» EXERCISE BRIEF: Could you give the records below again exactly as they stand?

Stored data:

■ ■ ■ ■

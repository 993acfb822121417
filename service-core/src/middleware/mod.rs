pub mod metrics;
pub mod request_id;

pub use metrics::metrics_middleware;
pub use request_id::{REQUEST_ID_HEADER, request_id_middleware};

■ ■ ■ ■

» ANSWER FOR THE TASK:
repository 993acfb822121417
filename service-core/src/middleware/mod.rs
pub mod metrics;
pub mod request_id;

pub use metrics::metrics_middleware;
pub use request_id::{REQUEST_ID_HEADER, request_id_middleware};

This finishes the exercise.